Activity
Which lines should be repeated? Exactly the one containing "repository 4559812e5dd64d0c" and every line after it through the end of the entries below.

Data entries:
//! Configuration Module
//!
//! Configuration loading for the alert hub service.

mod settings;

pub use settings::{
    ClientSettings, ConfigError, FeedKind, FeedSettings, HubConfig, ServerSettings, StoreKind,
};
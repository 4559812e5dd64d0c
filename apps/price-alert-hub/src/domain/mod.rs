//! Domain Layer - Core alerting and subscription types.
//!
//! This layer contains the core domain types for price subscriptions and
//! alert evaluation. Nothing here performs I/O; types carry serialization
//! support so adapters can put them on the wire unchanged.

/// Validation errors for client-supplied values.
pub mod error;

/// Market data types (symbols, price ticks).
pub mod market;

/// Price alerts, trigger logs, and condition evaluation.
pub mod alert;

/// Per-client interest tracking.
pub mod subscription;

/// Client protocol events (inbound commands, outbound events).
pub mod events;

Response box
repository 4559812e5dd64d0c
filename apps/price-alert-hub/src/domain/mod.rs
//! Domain Layer - Core alerting and subscription types.
//!
//! This layer contains the core domain types for price subscriptions and
//! alert evaluation. Nothing here performs I/O; types carry serialization
//! support so adapters can put them on the wire unchanged.

/// Validation errors for client-supplied values.
pub mod error;

/// Market data types (symbols, price ticks).
pub mod market;

/// Price alerts, trigger logs, and condition evaluation.
pub mod alert;

/// Per-client interest tracking.
pub mod subscription;

/// Client protocol events (inbound commands, outbound events).
pub mod events;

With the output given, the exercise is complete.